President Shelly said one of the projects he plans to recommend to Council this spring is the Narbona Growth Fund. The fund would allow businesses formed under the Fund access to tax breaks. Also, the Fund would create tax revenue for the Navajo Nation, and the Fund would place the Navajo people as preferred shareholders, while the Navajo Nation government would serve as common stockholders.
“New companies formed under the Narbona Growth Fund will gain access to tax breaks only offered under the fund,” Shelly said. “The Navajo Nation will benefit from this new stream of tax revenue.”
President Shelly introduced another initiative that would build a railroad port.
“We are working side by side with Burlington Northern Santa Fe railroad to build a trans-loading rail facility, the first of its kind in the southwest. The port authority will create an opportunity to load rail cars and ship the products on the Trans-Con railway,” Shelly said.
Another project that is scheduled to open next month in Fort Defiance, Arizona, is a solar panel manufacturing assembly facility that when fully operational would create more than 400 jobs.
“The solar panels make renewable energy a reality, just one of several areas we are making good in our energy commitment,” Shelly said.
Shelly also called for a change in drilling lease processes for Navajo Oil and Gas Company, which is an enterprise of the Navajo Nation. To explore for new oil or gas, the approval of a lease could take up to three years. Shelly proposed to grant Navajo Oil and Gas the option of choosing areas they would like to explore.
“Navajo Oil and Gas has taken the lead role in our oil and gas production.

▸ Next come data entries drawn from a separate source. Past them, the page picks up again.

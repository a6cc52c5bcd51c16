use crate::core::{
    DEFAULT_BACKOFF_MS, DEFAULT_BAUD_RATE, DEFAULT_MAX_ATTEMPTS, DEFAULT_READ_TIMEOUT_MS,
    DEFAULT_RESPONSE_WAIT_MS, DEFAULT_SETTLE_MS,
};
use crate::hardware::TransportConfig;
use serde::{Deserialize, Serialize};
use std::fs;
use std::path::Path;
use std::time::Duration;
use thiserror::Error;

/// Named delays used by the send loop
#[derive(Debug, Clone, Copy, PartialEq, Eq, Serialize, Deserialize)]
#[serde(default)]
pub struct LinkTimings {
    /// Pause after opening the port so the line can stabilise (milliseconds)
    pub settle_ms: u64,
    /// Pause between writing and reading the echo (milliseconds)
    pub response_wait_ms: u64,
    /// Pause after a mismatched echo (milliseconds)
    pub backoff_ms: u64,
    /// Upper bound on one line read (milliseconds)
    pub read_timeout_ms: u64,
}

impl Default for LinkTimings {
    fn default() -> Self {
        Self {
            settle_ms: DEFAULT_SETTLE_MS,
            response_wait_ms: DEFAULT_RESPONSE_WAIT_MS,
            backoff_ms: DEFAULT_BACKOFF_MS,
            read_timeout_ms: DEFAULT_READ_TIMEOUT_MS,
        }
    }
}

impl LinkTimings {
    /// All delays zero; for tests and simulated links
    pub fn immediate() -> Self {
        Self {
            settle_ms: 0,
            response_wait_ms: 0,
            backoff_ms: 0,
            read_timeout_ms: 0,
        }
    }

    pub fn settle(&self) -> Duration {
        Duration::from_millis(self.settle_ms)
    }

    pub fn response_wait(&self) -> Duration {
        Duration::from_millis(self.response_wait_ms)
    }

    pub fn backoff(&self) -> Duration {
        Duration::from_millis(self.backoff_ms)
    }
}

/// Link configuration, as stored in a JSON file
#[derive(Debug, Clone, PartialEq, Serialize, Deserialize)]
#[serde(default)]
pub struct LinkConfig {
    /// Port identifier, e.g. `/dev/ttyUSB0` or `COM11`
    pub port: String,
    /// Line rate shared by both ends
    pub baud_rate: u32,
    /// Round trips allowed per send
    pub max_attempts: u32,
    pub timings: LinkTimings,
}

impl Default for LinkConfig {
    fn default() -> Self {
        Self {
            port: String::new(),
            baud_rate: DEFAULT_BAUD_RATE,
            max_attempts: DEFAULT_MAX_ATTEMPTS,
            timings: LinkTimings::default(),
        }
    }
}

/// Configuration errors
#[derive(Debug, Clone, PartialEq, Error)]
pub enum ConfigError {
    /// Invalid parameter value
    #[error("Invalid {parameter} = {value}: {reason}")]
    InvalidParameter { parameter: String, value: String, reason: String },
    /// Configuration file I/O error
    #[error("{message}")]
    Io { message: String },
    /// JSON serialization/deserialization error
    #[error("{message}")]
    Serialization { message: String },
}

pub type ConfigResult<T> = Result<T, ConfigError>;

/// Configuration validation result
#[derive(Debug, Default)]
pub struct ValidationResult {
    /// Validation errors
    pub errors: Vec<ConfigError>,
    /// Validation warnings
    pub warnings: Vec<String>,
}

impl ValidationResult {
    pub fn is_valid(&self) -> bool {
        self.errors.is_empty()
    }
}

impl LinkConfig {
    pub fn new(port: &str, baud_rate: u32) -> Self {
        Self {
            port: port.to_string(),
            baud_rate,
            ..Default::default()
        }
    }

    pub fn with_max_attempts(mut self, max_attempts: u32) -> Self {
        self.max_attempts = max_attempts;
        self
    }

    pub fn with_timings(mut self, timings: LinkTimings) -> Self {
        self.timings = timings;
        self
    }

    /// Parameters for opening the transport
    pub fn transport(&self) -> TransportConfig {
        TransportConfig::serial(&self.port, self.baud_rate)
            .with_read_timeout_ms(self.timings.read_timeout_ms)
    }

    /// Load configuration from a JSON file
    pub fn load_from_file<P: AsRef<Path>>(path: P) -> ConfigResult<Self> {
        let path_str = path.as_ref().to_string_lossy().to_string();

        let content = fs::read_to_string(&path).map_err(|e| ConfigError::Io {
            message: format!("Failed to read config file '{}': {}", path_str, e),
        })?;

        serde_json::from_str(&content).map_err(|e| ConfigError::Serialization {
            message: format!("Failed to parse config file '{}': {}", path_str, e),
        })
    }

    /// Save configuration to a JSON file
    pub fn save_to_file<P: AsRef<Path>>(&self, path: P) -> ConfigResult<()> {
        let path_str = path.as_ref().to_string_lossy().to_string();

        let content = serde_json::to_string_pretty(self).map_err(|e| ConfigError::Serialization {
            message: format!("Failed to serialize configuration: {}", e),
        })?;

        fs::write(&path, content).map_err(|e| ConfigError::Io {
            message: format!("Failed to write config file '{}': {}", path_str, e),
        })
    }

    /// Check every parameter, collecting all problems
    pub fn validate(&self) -> ValidationResult {
        let mut result = ValidationResult::default();

        if self.port.trim().is_empty() {
            result.errors.push(ConfigError::InvalidParameter {
                parameter: "port".to_string(),
                value: format!("{:?}", self.port),
                reason: "port name must not be empty".to_string(),
            });
        }

        if self.baud_rate == 0 {
            result.errors.push(ConfigError::InvalidParameter {
                parameter: "baud_rate".to_string(),
                value: "0".to_string(),
                reason: "must be positive".to_string(),
            });
        }

        if self.max_attempts == 0 {
            result.errors.push(ConfigError::InvalidParameter {
                parameter: "max_attempts".to_string(),
                value: "0".to_string(),
                reason: "at least one attempt is required".to_string(),
            });
        }

        if self.timings.settle_ms == 0 {
            result
                .warnings
                .push("settle_ms is 0; first payload may be lost on real hardware".to_string());
        }

        if self.timings.read_timeout_ms == 0 {
            result
                .warnings
                .push("read_timeout_ms is 0; reads will not wait for the echo".to_string());
        }

        result
    }
}
//! Communication error types and handling

use thiserror::Error;

/// Communication error types for byte transports
#[derive(Debug, Clone, PartialEq, Error)]
pub enum CommError {
    /// Port could not be opened (missing device, busy, bad settings)
    #[error("Failed to open port {port}: {reason}")]
    PortOpen { port: String, reason: String },
    /// Handle was closed or the device went away
    #[error("Connection lost on port {port}")]
    ConnectionLost { port: String },
    /// Read or write failed at the OS level
    #[error("I/O error on port {port}: {reason}")]
    Io { port: String, reason: String },
    /// No complete line arrived within the read timeout
    #[error("Communication timeout after {timeout_ms}ms")]
    Timeout { timeout_ms: u64 },
    /// Port enumeration failed
    #[error("Port enumeration failed: {reason}")]
    Enumeration { reason: String },
}

/// Result type for communication operations
pub type CommResult<T> = Result<T, CommError>;

/// How a caller should react to a communication failure
#[derive(Debug, Clone, Copy, PartialEq, Eq)]
pub enum RecoveryStrategy {
    /// Nothing arrived; treat as an empty line and carry on
    TreatAsEmpty,
    /// The channel is unusable for the rest of the operation
    Abort,
}

impl CommError {
    /// Get the recommended recovery strategy for this error
    pub fn recovery_strategy(&self) -> RecoveryStrategy {
        match self {
            CommError::Timeout { .. } => RecoveryStrategy::TreatAsEmpty,
            CommError::PortOpen { .. }
            | CommError::ConnectionLost { .. }
            | CommError::Io { .. }
            | CommError::Enumeration { .. } => RecoveryStrategy::Abort,
        }
    }

    /// True when the channel can no longer be used
    pub fn is_channel_fatal(&self) -> bool {
        matches!(self.recovery_strategy(), RecoveryStrategy::Abort)
    }

    pub(crate) fn io(port: &str, err: &std::io::Error) -> Self {
        CommError::Io {
            port: port.to_string(),
            reason: err.to_string(),
        }
    }
}
//! Blocking pauses used as flow control by the link protocol

use std::thread;
use std::time::Duration;

/// Source of blocking pauses
pub trait Delay {
    fn pause(&mut self, duration: Duration);
}

/// Sleeps the calling thread
#[derive(Debug, Default, Clone, Copy)]
pub struct ThreadDelay;

impl Delay for ThreadDelay {
    fn pause(&mut self, duration: Duration) {
        if !duration.is_zero() {
            thread::sleep(duration);
        }
    }
}

/// Records requested pauses without sleeping
#[derive(Debug, Default, Clone)]
pub struct RecordingDelay {
    pub pauses: Vec<Duration>,
}

impl RecordingDelay {
    pub fn new() -> Self {
        Self::default()
    }

    pub fn total(&self) -> Duration {
        self.pauses.iter().sum()
    }
}

impl Delay for RecordingDelay {
    fn pause(&mut self, duration: Duration) {
        self.pauses.push(duration);
    }
}
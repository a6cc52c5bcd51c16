//! Core types and constants for the serial acknowledgment link

pub mod types;
pub mod constants;

pub use types::*;
pub use constants::*;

We have an obligation to them,” Shelly said. “Their success is vital as oil and gas remains a dominant force in the global economy.”
Shelly also proposed that changes be made to the Possessory Interest Tax to help new businesses compete. He asked that the tax be lowered for new businesses and to phase in the tax over a three-year period.

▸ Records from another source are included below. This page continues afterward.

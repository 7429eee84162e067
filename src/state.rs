// Copyright 2020 MaidSafe.net limited.
//
// This SAFE Network Software is licensed to you under the MIT license <LICENSE-MIT
// http://opensource.org/licenses/MIT> or the Modified BSD license <LICENSE-BSD
// https://opensource.org/licenses/BSD-3-Clause>, at your option. This file may not be copied,
// modified, or distributed except according to those terms. Please review the Licences for the
// specific language governing permissions and limitations relating to use of the SAFE Network
// Software.

use crate::config::NetworkConfig;
use crate::id::PeerId;
use std::collections::BTreeMap;

/// A rumor's lifecycle phase.  Transitions are strictly forward: `New -> B -> C -> Old`.
#[derive(Serialize, Deserialize, Debug, Copy, Clone, PartialEq, Eq, PartialOrd, Ord)]
pub enum Phase {
    /// Just created locally, hasn't entered the exponential-growth phase yet.
    New,
    /// Exponential-growth phase: we actively seek out oblivious peers.
    B,
    /// Quadratic-shrinking phase: we believe most peers already know this rumor.
    C,
    /// Propagation complete; no further pushes are emitted for this rumor.
    Old,
}

/// Per-rumor state machine.  Tracks phase, age and the epidemic bookkeeping that decides when a
/// rumor has propagated widely enough to retire.
#[derive(Debug, Clone)]
pub struct RumorStateMachine {
    config: NetworkConfig,
    phase: Phase,
    age: u32,
    rounds_in_b: u32,
    rounds_in_c: u32,
    /// Ages reported by peers we believe are still in state B, as observed this round.  Used by
    /// the median rule below to detect when enough of our contacts have caught up with us that we
    /// can retire the rumor early instead of waiting for `rounds_in_b` to hit `max_rounds_in_b`.
    peers_in_state_b: BTreeMap<PeerId, u32>,
}

impl RumorStateMachine {
    /// Constructs a freshly-injected rumor: phase `New`, age `0`.
    pub fn new(config: NetworkConfig) -> Self {
        Self {
            config,
            phase: Phase::New,
            age: 0,
            rounds_in_b: 0,
            rounds_in_c: 0,
            peers_in_state_b: BTreeMap::new(),
        }
    }

    /// Constructs a rumor we're hearing about for the first time from `from_peer`, who reports
    /// `their_age`.  Skips `New` and enters `B` (or `C`, if the peer is already past `B`) directly
    /// with `age` set to `their_age`.
    pub fn new_from_peer(config: NetworkConfig, from_peer: PeerId, their_age: u32) -> Self {
        if their_age < config.max_rounds_in_b() {
            let mut peers_in_state_b = BTreeMap::new();
            let _ = peers_in_state_b.insert(from_peer, their_age);
            Self {
                config,
                phase: Phase::B,
                age: their_age,
                rounds_in_b: 0,
                rounds_in_c: 0,
                peers_in_state_b,
            }
        } else {
            Self {
                config,
                phase: Phase::C,
                age: their_age,
                rounds_in_b: 0,
                rounds_in_c: 0,
                peers_in_state_b: BTreeMap::new(),
            }
        }
    }

    /// Records that `from_peer` also holds this rumor, reporting `their_age`.  Called while in
    /// state B or C.  `from_peer` is added to the witness set if `their_age` indicates the peer is
    /// still in state B.  If instead `their_age` shows the peer has already reached state C, we
    /// transition straight to C ourselves rather than waiting for our own `rounds_in_b` to hit the
    /// cap: if a peer has clearly moved on, the median rule's conclusion is foregone.  Never
    /// changes `age`: the local round counter is owned by `advance_round`, not by incoming
    /// messages.
    pub fn rumor_received(&mut self, from_peer: PeerId, their_age: u32) {
        if their_age < self.config.max_rounds_in_b() {
            let _ = self.peers_in_state_b.insert(from_peer, their_age);
        } else if self.phase == Phase::B {
            self.phase = Phase::C;
            self.rounds_in_c = 0;
            self.peers_in_state_b.clear();
        }
    }

    /// Advances this rumor by one round.  Transitions cascade: if both the B and C caps are
    /// reached in the same call, the phase moves `B -> C -> Old` in one step.  `age` always
    /// increments, even for a rumor already `Old`.
    pub fn advance_round(&mut self) {
        if self.phase == Phase::New {
            self.phase = Phase::B;
        }
        if self.phase == Phase::B {
            self.rounds_in_b += 1;
            if self.rounds_in_b >= self.config.max_rounds_in_b() || self.enough_peers_informed() {
                self.phase = Phase::C;
            }
            self.peers_in_state_b.clear();
        }
        if self.phase == Phase::C {
            self.rounds_in_c += 1;
            if self.rounds_in_c >= self.config.max_rounds_in_c() {
                self.phase = Phase::Old;
            }
        }
        self.age += 1;
    }

    /// The median rule: if more of our witnesses this round are at or beyond our own age than
    /// are behind it, we treat the rumor as having saturated its oblivious audience and retire
    /// state B early rather than waiting for `rounds_in_b` to hit `max_rounds_in_b`.
    fn enough_peers_informed(&self) -> bool {
        if self.peers_in_state_b.is_empty() {
            return false;
        }
        let (behind, caught_up) = self
            .peers_in_state_b
            .values()
            .fold((0u32, 0u32), |(behind, caught_up), &their_age| {
                if their_age < self.age {
                    (behind + 1, caught_up)
                } else {
                    (behind, caught_up + 1)
                }
            });
        caught_up > behind
    }

    /// This rumor's current phase.
    pub fn phase(&self) -> Phase {
        self.phase
    }

    /// This rumor's current age (round counter).
    pub fn age(&self) -> u32 {
        self.age
    }

    /// Whether this rumor has fully propagated and should no longer be pushed.
    pub fn is_old(&self) -> bool {
        self.phase == Phase::Old
    }
}

#[cfg(test)]
mod tests {
    use super::*;

    fn cfg(max_b: u32, max_c: u32) -> NetworkConfig {
        NetworkConfig::with_thresholds(max_b, max_c, 10)
    }

    #[test]
    fn new_rumor_starts_in_new_phase_with_age_zero() {
        let sm = RumorStateMachine::new(cfg(3, 2));
        assert_eq!(sm.phase(), Phase::New);
        assert_eq!(sm.age(), 0);
    }

    #[test]
    fn peer_informed_rumor_skips_new() {
        let sm = RumorStateMachine::new_from_peer(cfg(3, 2), PeerId::from(1), 2);
        assert_eq!(sm.phase(), Phase::B);
        assert_eq!(sm.age(), 2);
    }

    #[test]
    fn peer_informed_rumor_enters_c_if_peer_already_past_b() {
        let sm = RumorStateMachine::new_from_peer(cfg(3, 2), PeerId::from(1), 5);
        assert_eq!(sm.phase(), Phase::C);
        assert_eq!(sm.age(), 5);
    }

    #[test]
    fn age_is_monotonic_non_decreasing_across_rounds() {
        let mut sm = RumorStateMachine::new(cfg(5, 5));
        let mut prev = sm.age();
        for _ in 0..10 {
            sm.advance_round();
            assert!(sm.age() >= prev);
            prev = sm.age();
        }
    }

    #[test]
    fn phase_advances_monotonically_and_terminates() {
        let mut sm = RumorStateMachine::new(cfg(2, 2));
        let mut last = sm.phase();
        for _ in 0..20 {
            sm.advance_round();
            assert!(sm.phase() >= last);
            last = sm.phase();
        }
        assert_eq!(sm.phase(), Phase::Old);
        assert!(sm.is_old());
    }

    #[test]
    fn reaching_round_cap_transitions_b_to_c() {
        let mut sm = RumorStateMachine::new(cfg(2, 5));
        sm.advance_round(); // New -> B
        sm.advance_round(); // rounds_in_b = 1
        sm.advance_round(); // rounds_in_b = 2 >= max_rounds_in_b -> C
        assert_eq!(sm.phase(), Phase::C);
    }

    #[test]
    fn reaching_c_cap_transitions_to_old() {
        let mut sm = RumorStateMachine::new(cfg(1, 1));
        sm.advance_round(); // New -> B
        sm.advance_round(); // rounds_in_b = 1 >= 1 -> C
        sm.advance_round(); // rounds_in_c = 1 >= 1 -> Old
        assert_eq!(sm.phase(), Phase::Old);
    }

    #[test]
    fn cascade_can_cross_two_thresholds_in_one_call() {
        // max_rounds_in_b = 1 so the very first B round crosses into C, and with
        // max_rounds_in_c = 1 the same call should cascade straight through to Old.
        let mut sm = RumorStateMachine::new_from_peer(cfg(1, 1), PeerId::from(1), 0);
        assert_eq!(sm.phase(), Phase::B);
        sm.advance_round();
        assert_eq!(sm.phase(), Phase::Old);
    }

    #[test]
    fn stale_peer_age_transitions_straight_to_c() {
        let mut sm = RumorStateMachine::new(cfg(3, 3));
        sm.advance_round(); // New -> B
        sm.rumor_received(PeerId::from(1), 10); // 10 >= max_rounds_in_b(3): peer already in C
        assert_eq!(sm.phase(), Phase::C);
        assert!(sm.peers_in_state_b.is_empty());
    }

    #[test]
    fn stale_peer_age_is_a_no_op_once_already_past_b() {
        let mut sm = RumorStateMachine::new(cfg(2, 2));
        sm.advance_round(); // New -> B, rounds_in_b = 1
        sm.advance_round(); // rounds_in_b = 2 >= 2 -> C, rounds_in_c = 1
        assert_eq!(sm.phase(), Phase::C);
        sm.rumor_received(PeerId::from(1), 10); // already in C: must not reset rounds_in_c to 0
        assert_eq!(sm.phase(), Phase::C);
        sm.advance_round(); // rounds_in_c = 2 >= max_rounds_in_c(2) -> Old, unless wrongly reset
        assert_eq!(sm.phase(), Phase::Old);
    }

    #[test]
    fn rumor_received_never_changes_age() {
        let mut sm = RumorStateMachine::new(cfg(5, 5));
        sm.advance_round();
        let age_before = sm.age();
        sm.rumor_received(PeerId::from(1), 999);
        assert_eq!(sm.age(), age_before);
    }
}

“We can greatly assist their efforts by amending the Possessory Interest Tax to alleviate the tax burden they face during their start up and development years,” Shelly said.
President Shelly also asked the Navajo Council to invest $1.5 million to develop a Navajo Land Department title plant.

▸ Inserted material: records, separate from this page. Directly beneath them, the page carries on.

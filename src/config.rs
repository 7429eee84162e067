// Copyright 2020 MaidSafe.net limited.
//
// This SAFE Network Software is licensed to you under the MIT license <LICENSE-MIT
// http://opensource.org/licenses/MIT> or the Modified BSD license <LICENSE-BSD
// https://opensource.org/licenses/BSD-3-Clause>, at your option. This file may not be copied,
// modified, or distributed except according to those terms. Please review the Licences for the
// specific language governing permissions and limitations relating to use of the SAFE Network
// Software.

use std::cmp;

/// Epidemic round thresholds derived from the membership size.  Immutable once constructed.
#[derive(Serialize, Deserialize, Debug, Copy, Clone, PartialEq, Eq)]
pub struct NetworkConfig {
    max_rounds_in_b: u32,
    max_rounds_in_c: u32,
    max_rounds_total: u32,
    network_size: usize,
}

impl NetworkConfig {
    /// Derives thresholds from `network_size` using the canonical rumor-mongering formula:
    /// `max_rounds_in_b = ceil(ln N)`, `max_rounds_in_c = ceil(ln(ln N))` (Karp et al.), each
    /// floored at `1` so a network of size 1 still terminates.
    pub fn new(network_size: usize) -> Self {
        let n = network_size as f64;
        let max_rounds_in_b = cmp::max(1, n.ln().ceil() as u32);
        let max_rounds_in_c = cmp::max(1, n.ln().ln().ceil() as u32);
        Self::with_thresholds(max_rounds_in_b, max_rounds_in_c, network_size)
    }

    /// Builds a `NetworkConfig` from explicit thresholds, bypassing the derivation formula.
    /// `max_rounds_total` is always `max_rounds_in_b + max_rounds_in_c`.
    pub fn with_thresholds(max_rounds_in_b: u32, max_rounds_in_c: u32, network_size: usize) -> Self {
        Self {
            max_rounds_in_b,
            max_rounds_in_c,
            max_rounds_total: max_rounds_in_b + max_rounds_in_c,
            network_size,
        }
    }

    /// Round threshold after which a rumor leaves state B.
    pub fn max_rounds_in_b(&self) -> u32 {
        self.max_rounds_in_b
    }

    /// Round threshold after which a rumor in state C is declared old.
    pub fn max_rounds_in_c(&self) -> u32 {
        self.max_rounds_in_c
    }

    /// Hard cap on the combined rounds spent in B and C.
    pub fn max_rounds_total(&self) -> u32 {
        self.max_rounds_total
    }

    /// The membership size this config was derived for (excluding the local node).
    pub fn network_size(&self) -> usize {
        self.network_size
    }
}

#[cfg(test)]
mod tests {
    use super::*;

    #[test]
    fn derives_positive_thresholds_even_for_tiny_networks() {
        let cfg = NetworkConfig::new(1);
        assert_eq!(cfg.max_rounds_in_b(), 1);
        assert_eq!(cfg.max_rounds_in_c(), 1);
        assert_eq!(cfg.max_rounds_total(), 2);
    }

    #[test]
    fn grows_with_network_size() {
        let small = NetworkConfig::new(10);
        let big = NetworkConfig::new(10_000);
        assert!(big.max_rounds_in_b() >= small.max_rounds_in_b());
    }

    #[test]
    fn explicit_thresholds_are_respected() {
        let cfg = NetworkConfig::with_thresholds(4, 2, 50);
        assert_eq!(cfg.max_rounds_in_b(), 4);
        assert_eq!(cfg.max_rounds_in_c(), 2);
        assert_eq!(cfg.max_rounds_total(), 6);
        assert_eq!(cfg.network_size(), 50);
    }
}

“We have been working for the last five years to develop a title plant at our Land Department to assume total control of how we record titles, homesite leases, grazing permits, businesses leases, communication towers and all forms and uses of land,” said Shelly.
Shelly closed his speech by outlining some misconstrued information the office of the controller has told council committees in the past couple of months about federal and state monies that were reverted.
He said that $41 million has been reported as reverted, but the money was actually reimbursement funding.
“To say that $41 million has gone back to the respective governments is completely inaccurate,” President Shelly said.
Reports have indicated that the Navajo Nation has reverted about $124 million in federal and state funding, but President Shelly said the number is misleading. He said that $50 million of the funds have yet to be drawn down, including $33 million to complete public safety facilities in Kayenta and Tuba City.
“The Controller imposed limitations to keep programs from using their full funded amount from the states or federal government,” President Shelly said.
The Navajo Council voted to receive the President’s report in an 11 to 6 vote.